++++ SOURCE DATA ++++
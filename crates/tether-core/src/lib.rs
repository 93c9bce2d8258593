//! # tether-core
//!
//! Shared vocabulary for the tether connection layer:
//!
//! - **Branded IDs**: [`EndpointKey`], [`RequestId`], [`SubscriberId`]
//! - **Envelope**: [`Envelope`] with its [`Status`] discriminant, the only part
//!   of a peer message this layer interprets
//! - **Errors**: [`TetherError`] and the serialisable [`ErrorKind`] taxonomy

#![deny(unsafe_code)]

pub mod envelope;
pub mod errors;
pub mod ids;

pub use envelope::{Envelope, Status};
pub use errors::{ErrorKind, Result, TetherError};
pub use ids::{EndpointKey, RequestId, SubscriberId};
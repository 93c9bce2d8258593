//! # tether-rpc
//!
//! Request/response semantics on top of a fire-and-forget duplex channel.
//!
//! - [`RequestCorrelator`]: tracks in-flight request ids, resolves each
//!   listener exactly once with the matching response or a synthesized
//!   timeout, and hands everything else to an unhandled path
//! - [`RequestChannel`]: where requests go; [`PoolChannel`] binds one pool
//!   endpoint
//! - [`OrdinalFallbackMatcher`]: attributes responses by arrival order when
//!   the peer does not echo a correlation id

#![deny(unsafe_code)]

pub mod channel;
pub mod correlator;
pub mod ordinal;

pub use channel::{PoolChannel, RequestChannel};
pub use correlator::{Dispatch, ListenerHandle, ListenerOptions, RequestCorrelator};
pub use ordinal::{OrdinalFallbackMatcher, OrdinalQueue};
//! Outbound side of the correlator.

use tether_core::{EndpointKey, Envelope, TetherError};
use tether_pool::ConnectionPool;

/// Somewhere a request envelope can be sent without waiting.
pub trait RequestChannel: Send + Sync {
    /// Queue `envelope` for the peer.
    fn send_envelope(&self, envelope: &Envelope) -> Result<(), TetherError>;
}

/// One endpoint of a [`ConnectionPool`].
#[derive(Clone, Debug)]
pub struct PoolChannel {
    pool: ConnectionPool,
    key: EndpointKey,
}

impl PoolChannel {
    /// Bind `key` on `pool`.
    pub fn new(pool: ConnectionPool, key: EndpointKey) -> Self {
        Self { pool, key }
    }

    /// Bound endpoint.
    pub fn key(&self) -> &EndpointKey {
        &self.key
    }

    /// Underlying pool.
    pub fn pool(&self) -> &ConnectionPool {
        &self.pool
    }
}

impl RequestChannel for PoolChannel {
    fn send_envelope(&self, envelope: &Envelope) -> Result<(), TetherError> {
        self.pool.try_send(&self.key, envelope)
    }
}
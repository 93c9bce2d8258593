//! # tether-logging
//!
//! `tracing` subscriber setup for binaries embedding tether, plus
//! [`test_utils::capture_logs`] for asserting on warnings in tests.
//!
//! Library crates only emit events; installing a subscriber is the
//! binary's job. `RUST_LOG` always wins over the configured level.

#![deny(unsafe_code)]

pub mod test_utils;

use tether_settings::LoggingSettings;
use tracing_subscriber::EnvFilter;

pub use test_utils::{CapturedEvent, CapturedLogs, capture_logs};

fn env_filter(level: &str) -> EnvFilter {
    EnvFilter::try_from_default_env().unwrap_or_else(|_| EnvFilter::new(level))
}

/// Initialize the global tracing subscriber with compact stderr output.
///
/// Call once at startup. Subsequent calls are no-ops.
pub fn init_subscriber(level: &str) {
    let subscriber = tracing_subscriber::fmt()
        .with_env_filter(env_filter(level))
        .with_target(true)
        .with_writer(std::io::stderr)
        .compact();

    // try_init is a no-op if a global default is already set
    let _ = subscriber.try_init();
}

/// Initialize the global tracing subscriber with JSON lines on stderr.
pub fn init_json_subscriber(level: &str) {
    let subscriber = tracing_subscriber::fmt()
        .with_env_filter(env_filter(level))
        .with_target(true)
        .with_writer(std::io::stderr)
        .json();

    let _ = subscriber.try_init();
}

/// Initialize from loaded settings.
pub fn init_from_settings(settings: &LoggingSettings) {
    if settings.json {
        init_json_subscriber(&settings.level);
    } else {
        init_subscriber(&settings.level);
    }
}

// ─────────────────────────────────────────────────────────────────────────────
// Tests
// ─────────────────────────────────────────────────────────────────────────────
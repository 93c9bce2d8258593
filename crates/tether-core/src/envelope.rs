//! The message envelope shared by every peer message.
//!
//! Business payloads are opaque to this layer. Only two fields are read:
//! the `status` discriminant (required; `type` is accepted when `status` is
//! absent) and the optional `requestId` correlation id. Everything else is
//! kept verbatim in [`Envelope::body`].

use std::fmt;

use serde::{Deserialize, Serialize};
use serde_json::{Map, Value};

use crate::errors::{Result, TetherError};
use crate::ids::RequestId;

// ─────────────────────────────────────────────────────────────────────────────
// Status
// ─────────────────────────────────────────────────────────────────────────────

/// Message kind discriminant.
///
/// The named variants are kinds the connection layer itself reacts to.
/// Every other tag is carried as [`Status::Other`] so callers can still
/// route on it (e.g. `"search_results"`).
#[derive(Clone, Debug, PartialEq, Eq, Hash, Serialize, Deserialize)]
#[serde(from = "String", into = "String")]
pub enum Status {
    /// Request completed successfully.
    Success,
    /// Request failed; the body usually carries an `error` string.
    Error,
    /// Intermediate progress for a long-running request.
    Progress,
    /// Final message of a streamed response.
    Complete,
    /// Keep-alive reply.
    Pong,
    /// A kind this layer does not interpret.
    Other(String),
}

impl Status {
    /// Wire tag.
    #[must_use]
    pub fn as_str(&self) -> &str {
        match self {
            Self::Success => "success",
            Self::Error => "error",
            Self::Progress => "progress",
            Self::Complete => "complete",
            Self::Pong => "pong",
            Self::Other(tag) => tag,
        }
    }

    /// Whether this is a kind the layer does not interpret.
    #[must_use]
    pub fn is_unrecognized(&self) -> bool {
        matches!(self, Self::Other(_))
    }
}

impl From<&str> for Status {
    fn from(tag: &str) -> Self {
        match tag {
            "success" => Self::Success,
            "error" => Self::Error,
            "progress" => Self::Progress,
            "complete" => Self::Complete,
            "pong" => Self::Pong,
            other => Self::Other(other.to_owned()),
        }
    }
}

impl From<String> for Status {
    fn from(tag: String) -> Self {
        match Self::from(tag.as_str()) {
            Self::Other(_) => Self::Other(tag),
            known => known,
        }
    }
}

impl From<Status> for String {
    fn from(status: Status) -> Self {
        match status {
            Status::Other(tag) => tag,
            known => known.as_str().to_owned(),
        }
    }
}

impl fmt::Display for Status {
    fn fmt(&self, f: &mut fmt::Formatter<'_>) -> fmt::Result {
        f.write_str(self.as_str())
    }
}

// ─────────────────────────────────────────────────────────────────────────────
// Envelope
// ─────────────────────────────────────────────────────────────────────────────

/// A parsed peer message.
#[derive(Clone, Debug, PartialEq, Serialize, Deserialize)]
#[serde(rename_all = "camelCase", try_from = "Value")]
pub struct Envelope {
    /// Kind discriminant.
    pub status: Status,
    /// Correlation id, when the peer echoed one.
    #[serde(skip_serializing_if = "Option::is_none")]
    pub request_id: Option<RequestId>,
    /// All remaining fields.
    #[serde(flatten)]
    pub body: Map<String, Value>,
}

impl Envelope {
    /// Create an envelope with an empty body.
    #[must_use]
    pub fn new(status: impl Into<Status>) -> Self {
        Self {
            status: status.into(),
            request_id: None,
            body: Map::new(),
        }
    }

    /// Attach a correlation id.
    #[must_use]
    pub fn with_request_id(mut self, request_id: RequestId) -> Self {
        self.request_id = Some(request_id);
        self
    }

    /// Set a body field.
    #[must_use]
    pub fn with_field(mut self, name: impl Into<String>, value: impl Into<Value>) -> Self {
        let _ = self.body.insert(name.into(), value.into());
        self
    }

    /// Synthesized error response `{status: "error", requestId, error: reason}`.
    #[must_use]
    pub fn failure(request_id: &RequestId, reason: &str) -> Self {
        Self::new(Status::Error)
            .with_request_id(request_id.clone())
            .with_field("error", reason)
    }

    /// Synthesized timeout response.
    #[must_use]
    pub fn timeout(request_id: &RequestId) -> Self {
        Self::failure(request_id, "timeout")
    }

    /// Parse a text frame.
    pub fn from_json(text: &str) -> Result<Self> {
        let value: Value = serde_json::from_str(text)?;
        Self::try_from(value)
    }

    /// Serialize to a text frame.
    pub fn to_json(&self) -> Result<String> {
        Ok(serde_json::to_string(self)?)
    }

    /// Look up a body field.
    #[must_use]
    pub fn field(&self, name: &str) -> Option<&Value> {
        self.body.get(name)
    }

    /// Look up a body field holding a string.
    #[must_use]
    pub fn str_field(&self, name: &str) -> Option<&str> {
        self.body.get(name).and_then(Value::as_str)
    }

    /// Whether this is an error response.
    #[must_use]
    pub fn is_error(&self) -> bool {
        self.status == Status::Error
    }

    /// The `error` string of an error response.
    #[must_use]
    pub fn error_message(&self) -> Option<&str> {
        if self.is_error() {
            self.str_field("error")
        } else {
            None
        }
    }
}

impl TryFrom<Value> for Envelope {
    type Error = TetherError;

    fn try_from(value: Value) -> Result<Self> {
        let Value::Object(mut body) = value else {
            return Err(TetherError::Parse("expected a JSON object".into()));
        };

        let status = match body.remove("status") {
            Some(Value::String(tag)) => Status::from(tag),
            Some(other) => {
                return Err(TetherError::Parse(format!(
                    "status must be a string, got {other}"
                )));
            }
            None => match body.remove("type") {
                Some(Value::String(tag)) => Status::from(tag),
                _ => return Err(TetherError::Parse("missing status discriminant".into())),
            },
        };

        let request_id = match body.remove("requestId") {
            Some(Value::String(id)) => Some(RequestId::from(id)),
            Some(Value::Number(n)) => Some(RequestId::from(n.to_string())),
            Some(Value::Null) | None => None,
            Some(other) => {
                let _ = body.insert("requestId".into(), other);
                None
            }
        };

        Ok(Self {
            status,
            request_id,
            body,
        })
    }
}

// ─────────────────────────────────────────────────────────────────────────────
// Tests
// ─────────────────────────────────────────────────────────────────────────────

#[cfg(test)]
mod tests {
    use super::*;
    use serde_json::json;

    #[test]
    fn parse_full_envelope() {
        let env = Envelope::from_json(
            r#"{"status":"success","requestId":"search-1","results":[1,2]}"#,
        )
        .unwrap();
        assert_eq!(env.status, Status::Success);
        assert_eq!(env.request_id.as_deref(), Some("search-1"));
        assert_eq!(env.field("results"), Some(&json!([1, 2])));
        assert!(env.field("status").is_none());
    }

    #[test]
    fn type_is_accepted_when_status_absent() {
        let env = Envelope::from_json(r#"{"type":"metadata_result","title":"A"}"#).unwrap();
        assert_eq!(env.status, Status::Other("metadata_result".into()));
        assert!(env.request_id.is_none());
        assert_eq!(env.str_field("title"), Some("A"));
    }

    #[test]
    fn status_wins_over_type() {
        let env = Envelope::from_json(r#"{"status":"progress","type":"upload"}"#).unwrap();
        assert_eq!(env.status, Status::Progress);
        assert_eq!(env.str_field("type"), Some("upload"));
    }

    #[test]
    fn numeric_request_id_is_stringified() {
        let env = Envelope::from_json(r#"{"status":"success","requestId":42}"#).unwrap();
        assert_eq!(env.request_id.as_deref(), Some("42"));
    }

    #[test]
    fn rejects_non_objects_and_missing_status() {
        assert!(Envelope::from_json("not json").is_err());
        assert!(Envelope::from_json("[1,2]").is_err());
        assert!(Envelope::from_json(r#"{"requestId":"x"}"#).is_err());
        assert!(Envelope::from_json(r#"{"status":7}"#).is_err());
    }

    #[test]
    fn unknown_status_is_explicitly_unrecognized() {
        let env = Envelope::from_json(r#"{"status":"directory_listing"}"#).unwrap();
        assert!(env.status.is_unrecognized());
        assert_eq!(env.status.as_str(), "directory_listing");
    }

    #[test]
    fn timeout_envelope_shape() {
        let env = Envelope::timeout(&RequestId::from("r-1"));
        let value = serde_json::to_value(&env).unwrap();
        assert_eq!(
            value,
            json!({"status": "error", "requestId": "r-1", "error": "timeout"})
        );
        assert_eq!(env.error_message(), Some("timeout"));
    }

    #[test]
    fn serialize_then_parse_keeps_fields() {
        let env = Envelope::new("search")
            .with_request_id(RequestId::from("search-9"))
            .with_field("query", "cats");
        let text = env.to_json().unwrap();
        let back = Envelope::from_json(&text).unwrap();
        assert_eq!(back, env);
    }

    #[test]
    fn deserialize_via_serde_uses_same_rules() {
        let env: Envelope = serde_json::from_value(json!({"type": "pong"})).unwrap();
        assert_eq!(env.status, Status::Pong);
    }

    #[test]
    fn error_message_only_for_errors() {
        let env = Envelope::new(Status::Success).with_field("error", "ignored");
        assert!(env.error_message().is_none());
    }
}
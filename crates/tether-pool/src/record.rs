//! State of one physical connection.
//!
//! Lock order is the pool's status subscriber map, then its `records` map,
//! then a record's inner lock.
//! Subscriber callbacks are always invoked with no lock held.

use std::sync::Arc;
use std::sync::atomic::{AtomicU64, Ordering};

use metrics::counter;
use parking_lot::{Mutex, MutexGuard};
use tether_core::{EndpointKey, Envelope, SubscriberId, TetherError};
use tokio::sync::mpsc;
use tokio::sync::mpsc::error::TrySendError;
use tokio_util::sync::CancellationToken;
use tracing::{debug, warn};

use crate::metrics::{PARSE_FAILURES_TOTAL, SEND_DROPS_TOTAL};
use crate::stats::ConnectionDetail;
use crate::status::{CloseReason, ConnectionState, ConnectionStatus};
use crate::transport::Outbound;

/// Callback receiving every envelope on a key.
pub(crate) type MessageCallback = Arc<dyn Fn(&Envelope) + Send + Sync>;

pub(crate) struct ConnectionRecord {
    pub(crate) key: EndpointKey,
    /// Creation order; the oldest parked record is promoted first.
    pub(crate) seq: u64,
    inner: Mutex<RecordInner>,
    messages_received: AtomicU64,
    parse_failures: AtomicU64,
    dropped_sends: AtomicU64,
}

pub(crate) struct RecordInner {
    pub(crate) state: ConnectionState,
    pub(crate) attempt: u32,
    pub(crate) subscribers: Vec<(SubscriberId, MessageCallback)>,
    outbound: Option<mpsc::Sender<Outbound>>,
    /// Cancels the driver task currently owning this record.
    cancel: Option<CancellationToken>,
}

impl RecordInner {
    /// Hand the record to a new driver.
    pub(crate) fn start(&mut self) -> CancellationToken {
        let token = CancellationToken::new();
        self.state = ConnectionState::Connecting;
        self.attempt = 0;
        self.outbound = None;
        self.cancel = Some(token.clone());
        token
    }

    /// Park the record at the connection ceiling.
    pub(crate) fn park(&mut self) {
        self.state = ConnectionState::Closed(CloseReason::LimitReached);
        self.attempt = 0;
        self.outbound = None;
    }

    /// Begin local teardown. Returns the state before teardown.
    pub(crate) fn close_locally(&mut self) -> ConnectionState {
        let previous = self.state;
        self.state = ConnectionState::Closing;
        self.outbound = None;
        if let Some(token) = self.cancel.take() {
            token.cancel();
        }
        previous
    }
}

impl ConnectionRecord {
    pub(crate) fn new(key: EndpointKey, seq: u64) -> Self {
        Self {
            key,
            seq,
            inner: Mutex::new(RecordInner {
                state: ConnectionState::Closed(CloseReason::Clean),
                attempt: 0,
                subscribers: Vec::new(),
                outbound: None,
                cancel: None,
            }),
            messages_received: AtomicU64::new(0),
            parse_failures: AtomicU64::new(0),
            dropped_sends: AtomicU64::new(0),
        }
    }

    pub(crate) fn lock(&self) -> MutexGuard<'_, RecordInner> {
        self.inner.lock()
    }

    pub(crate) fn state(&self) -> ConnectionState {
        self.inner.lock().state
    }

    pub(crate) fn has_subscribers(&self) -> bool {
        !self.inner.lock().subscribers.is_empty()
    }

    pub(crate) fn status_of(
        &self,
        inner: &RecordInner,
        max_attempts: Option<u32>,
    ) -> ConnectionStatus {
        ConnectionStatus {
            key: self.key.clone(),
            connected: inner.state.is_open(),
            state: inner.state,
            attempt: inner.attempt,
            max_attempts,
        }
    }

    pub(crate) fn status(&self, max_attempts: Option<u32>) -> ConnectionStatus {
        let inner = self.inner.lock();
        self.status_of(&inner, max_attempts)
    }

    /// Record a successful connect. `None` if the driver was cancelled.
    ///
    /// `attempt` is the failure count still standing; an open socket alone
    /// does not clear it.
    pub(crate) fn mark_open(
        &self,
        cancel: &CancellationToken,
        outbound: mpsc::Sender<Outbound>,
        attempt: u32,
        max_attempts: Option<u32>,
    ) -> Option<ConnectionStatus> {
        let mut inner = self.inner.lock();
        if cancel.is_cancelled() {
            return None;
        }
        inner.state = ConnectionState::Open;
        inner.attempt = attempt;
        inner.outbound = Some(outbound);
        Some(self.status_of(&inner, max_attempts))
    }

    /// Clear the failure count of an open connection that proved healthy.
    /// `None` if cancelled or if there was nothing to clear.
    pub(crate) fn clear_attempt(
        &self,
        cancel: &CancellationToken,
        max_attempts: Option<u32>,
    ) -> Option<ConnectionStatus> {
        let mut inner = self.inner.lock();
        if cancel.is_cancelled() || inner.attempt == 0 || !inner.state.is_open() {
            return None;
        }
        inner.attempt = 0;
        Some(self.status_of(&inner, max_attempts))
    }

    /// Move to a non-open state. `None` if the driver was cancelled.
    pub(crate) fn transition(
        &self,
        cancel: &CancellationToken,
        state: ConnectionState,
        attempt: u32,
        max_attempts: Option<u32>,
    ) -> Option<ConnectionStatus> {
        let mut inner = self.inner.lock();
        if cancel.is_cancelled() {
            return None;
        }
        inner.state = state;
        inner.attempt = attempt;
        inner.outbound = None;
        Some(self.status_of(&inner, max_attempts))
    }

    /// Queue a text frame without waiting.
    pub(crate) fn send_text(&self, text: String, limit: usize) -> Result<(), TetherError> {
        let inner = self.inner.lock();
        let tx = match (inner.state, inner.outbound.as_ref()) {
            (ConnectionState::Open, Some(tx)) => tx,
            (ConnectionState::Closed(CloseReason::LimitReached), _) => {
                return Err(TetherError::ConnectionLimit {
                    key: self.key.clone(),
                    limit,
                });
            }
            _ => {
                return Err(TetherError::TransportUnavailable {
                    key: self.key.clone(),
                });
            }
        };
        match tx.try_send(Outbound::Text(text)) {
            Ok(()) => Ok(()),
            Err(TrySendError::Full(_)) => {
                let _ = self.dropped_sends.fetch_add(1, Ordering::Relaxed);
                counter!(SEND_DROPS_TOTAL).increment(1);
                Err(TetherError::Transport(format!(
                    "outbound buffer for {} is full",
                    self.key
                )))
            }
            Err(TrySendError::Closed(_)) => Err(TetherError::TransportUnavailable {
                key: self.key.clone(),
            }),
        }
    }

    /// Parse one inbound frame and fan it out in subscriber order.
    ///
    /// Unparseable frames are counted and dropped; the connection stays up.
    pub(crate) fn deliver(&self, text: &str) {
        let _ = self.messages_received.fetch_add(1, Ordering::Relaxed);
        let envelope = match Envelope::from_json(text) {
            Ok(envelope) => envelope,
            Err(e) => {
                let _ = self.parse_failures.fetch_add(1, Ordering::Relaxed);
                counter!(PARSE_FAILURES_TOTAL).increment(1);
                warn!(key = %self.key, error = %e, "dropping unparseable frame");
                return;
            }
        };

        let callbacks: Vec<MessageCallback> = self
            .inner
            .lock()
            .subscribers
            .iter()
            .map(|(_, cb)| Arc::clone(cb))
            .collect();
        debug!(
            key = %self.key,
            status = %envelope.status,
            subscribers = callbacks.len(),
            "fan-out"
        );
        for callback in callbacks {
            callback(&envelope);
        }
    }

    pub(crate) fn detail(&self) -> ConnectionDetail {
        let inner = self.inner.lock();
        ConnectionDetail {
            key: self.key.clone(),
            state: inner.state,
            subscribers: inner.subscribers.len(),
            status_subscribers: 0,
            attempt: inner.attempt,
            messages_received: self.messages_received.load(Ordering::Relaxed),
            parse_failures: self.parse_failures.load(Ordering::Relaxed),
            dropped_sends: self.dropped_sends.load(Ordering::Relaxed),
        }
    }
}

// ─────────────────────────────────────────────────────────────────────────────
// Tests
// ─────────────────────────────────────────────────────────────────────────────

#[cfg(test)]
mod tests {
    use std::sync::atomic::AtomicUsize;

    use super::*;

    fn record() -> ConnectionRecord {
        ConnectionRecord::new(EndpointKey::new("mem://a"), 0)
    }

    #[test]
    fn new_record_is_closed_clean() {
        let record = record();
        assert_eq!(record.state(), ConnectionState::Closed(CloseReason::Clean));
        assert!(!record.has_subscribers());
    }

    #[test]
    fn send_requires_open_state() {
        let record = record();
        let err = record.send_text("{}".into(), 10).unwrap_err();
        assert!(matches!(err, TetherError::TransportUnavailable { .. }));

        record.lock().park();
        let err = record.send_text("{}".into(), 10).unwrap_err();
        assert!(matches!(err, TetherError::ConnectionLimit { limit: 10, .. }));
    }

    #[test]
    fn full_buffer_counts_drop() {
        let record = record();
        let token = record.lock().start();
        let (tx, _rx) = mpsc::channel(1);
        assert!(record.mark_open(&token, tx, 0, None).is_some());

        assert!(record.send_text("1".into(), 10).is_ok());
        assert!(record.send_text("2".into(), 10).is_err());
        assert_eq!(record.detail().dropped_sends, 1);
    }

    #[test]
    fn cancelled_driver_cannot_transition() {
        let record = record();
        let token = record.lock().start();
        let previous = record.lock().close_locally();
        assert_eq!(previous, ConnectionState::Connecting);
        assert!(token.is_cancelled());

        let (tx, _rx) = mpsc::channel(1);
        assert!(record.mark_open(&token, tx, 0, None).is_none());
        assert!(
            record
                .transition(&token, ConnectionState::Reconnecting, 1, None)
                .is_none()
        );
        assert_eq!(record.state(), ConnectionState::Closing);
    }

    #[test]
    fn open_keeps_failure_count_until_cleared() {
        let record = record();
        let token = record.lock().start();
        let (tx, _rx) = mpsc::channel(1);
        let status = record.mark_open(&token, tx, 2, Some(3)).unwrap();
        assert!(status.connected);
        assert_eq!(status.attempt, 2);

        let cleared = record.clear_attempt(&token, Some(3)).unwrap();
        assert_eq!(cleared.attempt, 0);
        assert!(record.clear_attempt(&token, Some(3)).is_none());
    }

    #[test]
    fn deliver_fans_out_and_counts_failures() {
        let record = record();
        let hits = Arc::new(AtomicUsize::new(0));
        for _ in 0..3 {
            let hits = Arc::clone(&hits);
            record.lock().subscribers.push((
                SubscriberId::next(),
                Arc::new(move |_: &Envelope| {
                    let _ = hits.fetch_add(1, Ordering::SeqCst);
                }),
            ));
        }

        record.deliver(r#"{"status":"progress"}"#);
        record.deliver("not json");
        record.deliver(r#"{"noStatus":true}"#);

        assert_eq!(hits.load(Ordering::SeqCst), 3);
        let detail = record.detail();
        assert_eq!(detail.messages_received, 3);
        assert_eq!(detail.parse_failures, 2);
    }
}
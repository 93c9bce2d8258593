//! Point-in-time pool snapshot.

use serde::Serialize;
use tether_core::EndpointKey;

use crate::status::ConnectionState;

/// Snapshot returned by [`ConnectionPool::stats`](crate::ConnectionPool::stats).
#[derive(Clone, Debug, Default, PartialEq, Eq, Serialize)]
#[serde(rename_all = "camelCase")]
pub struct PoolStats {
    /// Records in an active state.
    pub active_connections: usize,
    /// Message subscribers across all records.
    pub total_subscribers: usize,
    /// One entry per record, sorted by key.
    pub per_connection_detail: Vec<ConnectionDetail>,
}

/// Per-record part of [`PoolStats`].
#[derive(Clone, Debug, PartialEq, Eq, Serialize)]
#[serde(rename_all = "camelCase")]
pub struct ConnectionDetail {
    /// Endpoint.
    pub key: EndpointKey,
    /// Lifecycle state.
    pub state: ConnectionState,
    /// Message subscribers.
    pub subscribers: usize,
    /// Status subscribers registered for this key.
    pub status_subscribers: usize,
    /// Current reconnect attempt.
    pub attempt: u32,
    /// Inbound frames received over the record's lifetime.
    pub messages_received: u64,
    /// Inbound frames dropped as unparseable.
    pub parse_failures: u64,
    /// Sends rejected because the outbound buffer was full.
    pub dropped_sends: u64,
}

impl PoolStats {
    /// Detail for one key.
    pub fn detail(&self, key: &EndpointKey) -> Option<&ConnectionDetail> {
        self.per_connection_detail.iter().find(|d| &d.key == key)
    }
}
++++
REQUIREMENT -> Search the data above for lines holding "remove" and copy each of them.

ANSWER TO THIS EXERCISE ->
        let status = match body.remove("status") {
            None => match body.remove("type") {
        let request_id = match body.remove("requestId") {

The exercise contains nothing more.